* [Your objective]: Of the material below, the lines to be retyped are those from the line containing "#[command(version)]" through the line containing "line of the cursor", inclusive; reproduce them exactly.

* [Input data]:
^^^^

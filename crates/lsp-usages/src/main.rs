//! lsp-usages: list every real usage of the identifier under a cursor
//!
//! Matches come from ripgrep; each one is kept only if the language server
//! resolves it to the same definition as the identifier under the cursor.

use clap::{ArgGroup, Parser, ValueEnum};
use lsp_usages::config::{DEFAULT_ROOT_MARKERS, FinderConfig, SearchSection, ServerSection, find_project_root};
use lsp_usages::usages::document::Document;
use lsp_usages::{Cursor, FinderError, LspSemantic, Ripgrep, UsageFinder, Usages};
use std::path::{Path, PathBuf};
use std::process::ExitCode;
use tracing::{debug, error, info, warn};
use tracing_subscriber::{EnvFilter, fmt};

#[derive(Parser)]
#[command(name = "lsp-usages")]
#[command(about = "Find every usage of the identifier at a cursor, confirmed by a language server", long_about = None)]
#[command(version)]
#[command(group(ArgGroup::new("cursor").required(true).args(["offset", "line"])))]
struct Cli {
    /// Document containing the cursor
    file: PathBuf,

    /// Byte offset of the cursor in the document
    #[arg(short, long)]
    offset: Option<usize>,

    /// 1-based line of the cursor
    #[arg(short, long, requires = "column")]
    line: Option<u32>,

    /// 1-based byte column of the cursor
    #[arg(short, long, requires = "line")]
    column: Option<u32>,

    /// Project root; found from root markers when omitted
    #[arg(long)]
    root: Option<PathBuf>,

    /// File or directory marking a project root (repeatable)
    #[arg(long = "root-marker")]
    root_markers: Vec<String>,

    /// Language server command
    #[arg(long)]
    server: Option<String>,

    /// Argument passed to the language server (repeatable)
    #[arg(long = "server-arg", allow_hyphen_values = true)]
    server_args: Vec<String>,

    /// Language id sent with opened documents
    #[arg(long)]
    language_id: Option<String>,

    /// Glob restricting which files are searched
    #[arg(long)]
    glob: Option<String>,

    /// ripgrep binary
    #[arg(long)]
    rg: Option<String>,

    /// Output format
    #[arg(short, long, value_enum, default_value = "grep")]
    format: OutputFormat,
}

#[derive(Debug, Clone, Copy, ValueEnum)]
enum OutputFormat {
    /// `file:line:column:text`, one usage per line
    Grep,
    /// JSON array of `{file, line, column, text}`
    Json,
}

impl Cli {
    /// Command-line settings, layered over the config file
    fn overrides(&self) -> FinderConfig {
        FinderConfig {
            server: ServerSection {
                command: self.server.clone(),
                args: (!self.server_args.is_empty()).then(|| self.server_args.clone()),
                language_id: self.language_id.clone(),
                ..Default::default()
            },
            search: SearchSection {
                ripgrep: self.rg.clone(),
                file_glob: self.glob.clone(),
            },
        }
    }
}

#[tokio::main]
async fn main() -> ExitCode {
    let filter = EnvFilter::try_from_default_env().unwrap_or_else(|_| EnvFilter::new("lsp_usages=info"));
    fmt()
        .with_env_filter(filter)
        .with_writer(std::io::stderr)
        .with_target(false)
        .init();

    let cli = Cli::parse();
    match run(&cli).await {
        Ok(()) => ExitCode::SUCCESS,
        Err(err) => {
            eprintln!("lsp-usages: {err}");
            ExitCode::FAILURE
        }
    }
}

async fn run(cli: &Cli) -> Result<(), FinderError> {
    let file = canonical(&cli.file)?;
    let root = project_root(cli, &file)?;
    info!(root = %root.display(), file = %file.display(), "project root");

    let config = FinderConfig::load(&root)?.merge(cli.overrides());
    let resolved = config.resolve(&file)?;
    debug!(?resolved, "configuration");

    let cursor = match (cli.offset, cli.line, cli.column) {
        (Some(offset), _, _) => Cursor::new(&file, offset),
        (None, Some(line), Some(column)) => {
            let document = Document::load(&file)
                .await
                .map_err(|source| FinderError::Document {
                    path: file.clone(),
                    source,
                })?;
            Cursor::from_line_column(&document, line, column)?
        }
        // clap requires one of the two forms
        _ => Cursor::new(&file, 0),
    };

    let semantic = LspSemantic::start(&resolved.server, &root).await?;
    let mut finder = UsageFinder::new(
        semantic,
        Ripgrep::new(resolved.ripgrep.clone()),
        root,
        resolved.file_glob.clone(),
    );
    let result = finder.find_usages(&cursor).await;

    let (semantic, _) = finder.into_parts();
    if let Err(err) = semantic.shutdown().await {
        warn!("language server did not shut down cleanly: {err}");
    }

    let usages = result?;
    print_usages(&usages, cli.format);
    Ok(())
}

fn canonical(path: &Path) -> Result<PathBuf, FinderError> {
    path.canonicalize().map_err(|source| FinderError::Document {
        path: path.to_path_buf(),
        source,
    })
}

fn project_root(cli: &Cli, file: &Path) -> Result<PathBuf, FinderError> {
    if let Some(root) = &cli.root {
        return canonical(root);
    }
    let found = if cli.root_markers.is_empty() {
        find_project_root(file, DEFAULT_ROOT_MARKERS)
    } else {
        find_project_root(file, cli.root_markers.as_slice())
    };
    found.ok_or_else(|| FinderError::NoProjectRoot(file.to_path_buf()))
}

fn print_usages(usages: &Usages, format: OutputFormat) {
    match format {
        OutputFormat::Grep => print!("{}", usages.listing),
        OutputFormat::Json => match usages.listing.to_json() {
            Ok(json) => println!("{json}"),
            Err(err) => error!("failed to serialize usages: {err}"),
        },
    }
    eprintln!(
        "{} usage(s) of `{}` ({} rejected, {} unparseable search line(s))",
        usages.listing.len(),
        usages.reference.identifier,
        usages.rejected,
        usages.unparseable
    );
}
//! Tests for UsageFinder::find_usages
//!
//! Covers the full resolve → search → filter → restore pipeline against the
//! scripted semantic service and canned search output.

use crate::usages::document::Document;
use crate::usages::error::{FinderError, SearchError};
use crate::usages::semantic::SemanticService;
use crate::usages::test_helpers::{CannedSearch, ScriptedSemantic};
use crate::usages::tests::test_helpers::{
    COUNT_SEARCH_OUTPUT, ROOT, a_ml, at, count_definition, count_offset, count_semantic, project_file,
    root,
};
use crate::usages::{Cursor, UsageFinder};

fn cursor_on_count() -> Cursor {
    Cursor::new(project_file("lib/a.ml"), count_offset())
}

// ============================================================================
// Successful invocations
// ============================================================================

#[tokio::test]
async fn test_find_usages_end_to_end() {
    let search = CannedSearch::new(COUNT_SEARCH_OUTPUT);
    let mut finder = UsageFinder::new(count_semantic(), search.clone(), ROOT, "*.ml");

    let usages = finder.find_usages(&cursor_on_count()).await.unwrap();

    assert_eq!(usages.reference.identifier, "count");
    assert_eq!(usages.reference.definition, count_definition());
    assert_eq!(
        usages.listing.to_string(),
        "lib/a.ml:10:7:  let count = ref 0\nlib/c.ml:7:10:  incr A.count\n"
    );
    assert_eq!(usages.rejected, 1);
    assert_eq!(usages.unparseable, 0);

    assert_eq!(finder.semantic().current_view(), Some(&at("lib/a.ml", 10, 6)));
    assert_eq!(finder.semantic().views().depth(), 1);
}

#[tokio::test]
async fn test_search_request_is_word_bounded_and_scoped() {
    let search = CannedSearch::new("");
    let mut finder = UsageFinder::new(count_semantic(), search.clone(), ROOT, "*.ml");

    finder.find_usages(&cursor_on_count()).await.unwrap();

    let requests = search.requests();
    assert_eq!(requests.len(), 1);
    assert_eq!(requests[0].pattern, r"\bcount\b");
    assert_eq!(requests[0].file_glob, "*.ml");
    assert_eq!(requests[0].root, root());
}

#[tokio::test]
async fn test_no_matches_gives_empty_listing() {
    let mut finder = UsageFinder::new(count_semantic(), CannedSearch::new(""), ROOT, "*.ml");

    let usages = finder.find_usages(&cursor_on_count()).await.unwrap();

    assert!(usages.listing.is_empty());
    assert_eq!(usages.rejected, 0);
}

#[tokio::test]
async fn test_repeated_invocations_are_independent() {
    let mut finder = UsageFinder::new(
        count_semantic(),
        CannedSearch::new(COUNT_SEARCH_OUTPUT),
        ROOT,
        "*.ml",
    );

    let first = finder.find_usages(&cursor_on_count()).await.unwrap();
    let second = finder.find_usages(&cursor_on_count()).await.unwrap();

    assert_eq!(first.listing.entries(), second.listing.entries());
    assert_eq!(finder.semantic().views().depth(), 1);
}

#[tokio::test]
async fn test_unresolvable_definition_site_is_listed() {
    // nothing scripted for a.ml:10:6, so the cursor occurrence is its own definition
    let semantic = ScriptedSemantic::new()
        .with_document(project_file("lib/a.ml"), &a_ml())
        .with_identifiers(project_file("lib/a.ml"), &["count"])
        .with_definition(at("lib/c.ml", 7, 9), count_definition());
    let output = "\
lib/a.ml:10:7:  let count = ref 0
lib/c.ml:7:10:  incr A.count
";
    let mut finder = UsageFinder::new(semantic, CannedSearch::new(output), ROOT, "*.ml");

    let usages = finder.find_usages(&cursor_on_count()).await.unwrap();

    assert_eq!(usages.reference.definition, count_definition());
    assert_eq!(
        usages.listing.to_string(),
        "lib/a.ml:10:7:  let count = ref 0\nlib/c.ml:7:10:  incr A.count\n"
    );
    assert_eq!(usages.rejected, 0);
}

// ============================================================================
// Failures still restore the view
// ============================================================================

#[tokio::test]
async fn test_no_identifier_aborts_before_search() {
    let search = CannedSearch::new(COUNT_SEARCH_OUTPUT);
    let mut finder = UsageFinder::new(count_semantic(), search.clone(), ROOT, "*.ml");
    // first line is a comment: no occurrence there
    let cursor = Cursor::new(project_file("lib/a.ml"), 3);

    let result = finder.find_usages(&cursor).await;

    assert!(matches!(result, Err(FinderError::NoIdentifierAtCursor { .. })));
    assert!(search.requests().is_empty());
    assert_eq!(finder.semantic().current_view(), Some(&at("lib/a.ml", 1, 3)));
    assert_eq!(finder.semantic().views().depth(), 1);
}

#[tokio::test]
async fn test_search_failure_is_fatal_but_restores_view() {
    let mut finder = UsageFinder::new(
        count_semantic(),
        CannedSearch::failing("rg: unrecognized flag"),
        ROOT,
        "*.ml",
    );

    let result = finder.find_usages(&cursor_on_count()).await;

    assert!(matches!(
        result,
        Err(FinderError::Search(SearchError::ToolFailed { .. }))
    ));
    assert_eq!(finder.semantic().current_view(), Some(&at("lib/a.ml", 10, 6)));
    assert_eq!(finder.semantic().views().depth(), 1);
}

#[tokio::test]
async fn test_unknown_document_leaves_view_untouched() {
    let mut finder = UsageFinder::new(count_semantic(), CannedSearch::new(""), ROOT, "*.ml");

    let result = finder
        .find_usages(&Cursor::new(project_file("lib/nope.ml"), 0))
        .await;

    assert!(matches!(result, Err(FinderError::Document { .. })));
    assert_eq!(finder.semantic().current_view(), None);
}

// ============================================================================
// Line/column cursors
// ============================================================================

#[test]
fn test_cursor_from_line_column() {
    let document = Document::new(project_file("lib/a.ml"), a_ml());

    let cursor = Cursor::from_line_column(&document, 10, 7).unwrap();

    assert_eq!(cursor, cursor_on_count());
}

#[test]
fn test_cursor_outside_document_is_invalid() {
    let document = Document::new(project_file("lib/a.ml"), a_ml());

    for (line, column) in [(0, 1), (10, 0), (10, 40), (99, 1)] {
        let result = Cursor::from_line_column(&document, line, column);
        assert!(
            matches!(result, Err(FinderError::InvalidCursor { .. })),
            "line {line}, column {column}"
        );
    }
}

^^^^

* [Exercise answer]:
#[command(version)]
#[command(group(ArgGroup::new("cursor").required(true).args(["offset", "line"])))]
struct Cli {
    /// Document containing the cursor
    file: PathBuf,

    /// Byte offset of the cursor in the document
    #[arg(short, long)]
    offset: Option<usize>,

    /// 1-based line of the cursor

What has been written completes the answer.